I get to a cafe somewhere far away from where I live on 55th Street. There, I open my laptop, log in to a separate OS on it, plug in headphones, open the emulator, and enter my credentials.
The software has only one purpose: to anonymously call a single number for emergencies.
“It’s me,” I say when the ringing stops. “I have an interview for a research assistant position. It requires a background check, a polygraph, and a resume review. I need it to go away.”
“What agency?” says my contact. The one who got me the necessary paperwork in the first place. He comes from the network I worked for.
“DCSA,” I say as I look at the email sent to me on my phone. “Friday, 11 am.”
I wait.
While I do, I watch the busy people rushing past the window. People of all different kinds. People who are the reason why I fell in love with New York City. Because they allow me to blend in.
“Dionysus Eta 6, a CIA program for the neurochemical modulation of behavioral risk through directed cognitive intervention, led by Professor Jane Arabella McKenzie,” he says. “Interesting. There will be no appointment. Clearance will beissued on Monday. Access will be granted program-wide under classified assessment. You may not speak of it. Sixty stones.”
With that, he hangs up, and I open my Bitcoin wallet on the encrypted device and enter the verification code to transfer $ 60,000 to the designated wallet.

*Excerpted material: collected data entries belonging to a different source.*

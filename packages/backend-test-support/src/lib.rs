//! Backend test support utilities
//!
//! Shared helpers for backend unit and integration tests: unified logging
//! initialization, error-body assertions and unique test data.

pub mod error_body;
pub mod logging;
pub mod unique_helpers;
use sea_orm_migration::prelude::*;
use sea_orm_migration::sea_orm::Statement;

#[derive(DeriveMigrationName)]
pub struct Migration;

#[derive(Iden)]
enum Documents {
    Table,
    Seq,
    Collection,
    DocId,
    Body,
    CreatedAt,
}

#[async_trait::async_trait]
impl MigrationTrait for Migration {
    async fn up(&self, manager: &SchemaManager) -> Result<(), DbErr> {
        manager
            .create_table(
                Table::create()
                    .table(Documents::Table)
                    .if_not_exists()
                    .col(
                        ColumnDef::new(Documents::Seq)
                            .big_integer()
                            .not_null()
                            .auto_increment()
                            .primary_key(),
                    )
                    .col(ColumnDef::new(Documents::Collection).text().not_null())
                    .col(ColumnDef::new(Documents::DocId).text().not_null())
                    .col(ColumnDef::new(Documents::Body).json_binary().not_null())
                    .col(
                        ColumnDef::new(Documents::CreatedAt)
                            .timestamp_with_time_zone()
                            .not_null()
                            .default(Expr::current_timestamp()),
                    )
                    .to_owned(),
            )
            .await?;

        manager
            .create_index(
                Index::create()
                    .name("documents_collection_doc_id_key")
                    .table(Documents::Table)
                    .col(Documents::Collection)
                    .col(Documents::DocId)
                    .unique()
                    .to_owned(),
            )
            .await?;

        // Containment lookups (`body @> $filter`) need a GIN index; sea-query has no builder for it.
        let db = manager.get_connection();
        db.execute(Statement::from_string(
            manager.get_database_backend(),
            "CREATE INDEX IF NOT EXISTS documents_body_gin ON documents USING GIN (body jsonb_path_ops)"
                .to_string(),
        ))
        .await?;

        Ok(())
    }

    async fn down(&self, manager: &SchemaManager) -> Result<(), DbErr> {
        manager
            .drop_table(Table::drop().table(Documents::Table).if_exists().to_owned())
            .await
    }
}
//! Store seeding helpers

use serde_json::{json, Value};
use wisdom_center::store::query::document;
use wisdom_center::store::{Collection, DocumentStore};

pub async fn seed(store: &dyn DocumentStore, collection: Collection, doc: Value) -> Value {
    store
        .insert_one(collection, document(doc))
        .await
        .expect("seed insert should succeed")
        .inserted_id
}

pub async fn seed_book(
    store: &dyn DocumentStore,
    id: &str,
    name: &str,
    category: &str,
    quantity: i64,
) {
    seed(
        store,
        Collection::Books,
        json!({
            "_id": id,
            "name": name,
            "author": "Test Author",
            "category": category,
            "quantity": quantity,
            "rating": 4,
        }),
    )
    .await;
}

pub async fn seed_category(store: &dyn DocumentStore, name: &str) {
    seed(store, Collection::Category, json!({"category": name})).await;
}

pub async fn seed_loan(store: &dyn DocumentStore, name: &str, email: &str) {
    seed(
        store,
        Collection::BorrowedBooks,
        json!({"name": name, "email": email}),
    )
    .await;
}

It is sent within a minute, and I wipe my history from the system. I log out and leave the cafe.
It is a wonderful feeling I have right now, because who has the ability to make a national security check go away? I feel invincible. The way I only feel when I get high with El.
And while I don’t give it another thought right now, my mind can focus on the information I just got.
A CIA program for the neurochemical modulation of behavioral risk through directed cognitive intervention.
A very questionable approach, because messing with someone’s biology is a very thin line to walk on.
I get back home, and to my surprise, El is back. After what happened between us, I don’t even know what we are doing here. We let our confessions die in silence and never talked about it again, and then El had to accompany her father to some business meetings.
“How was L.A.?” I ask her as I get inside. She lies on the floor, her leg up on the couch.
“Don’t ask,” she says. “My father is such a fucking bastard.”
“What did he do?”
She doesn’t answer. I walk over to her and sit on the couch. Only then do I see the red swelling around her nose with dark eye rims. I am on the floor immediately and grab her jaw, kneeling above her and looking at her nose.
“Did he do that?” I ask angrily.
“It’s okay,” she says.
“Nothing is fucking okay. Did he do that?”
“It’s okay, really, we fought, I was drunk and high, I slapped his face and?—“
“I am going to kill him,” I say, and get up, completely forgetting that I am Amelie, and not a trained professional anymore. El jumps up and grasps my hand.
“Seriously, it’s nothing!”
“Nothing! He beat you up, El. He beat you up. Just because he’s a rich untouchable asshole, he can’t do that!”
“I was out of bounds, he just?—“
“You are his FUCKING CHILD!” I shout at her. “It doesn’t matter how much out of bounds you were; no reason in the world legitimates him hitting you!”
She looks at me, close to crying.
“Amy, please,” she says ever so silently with pleading eyes.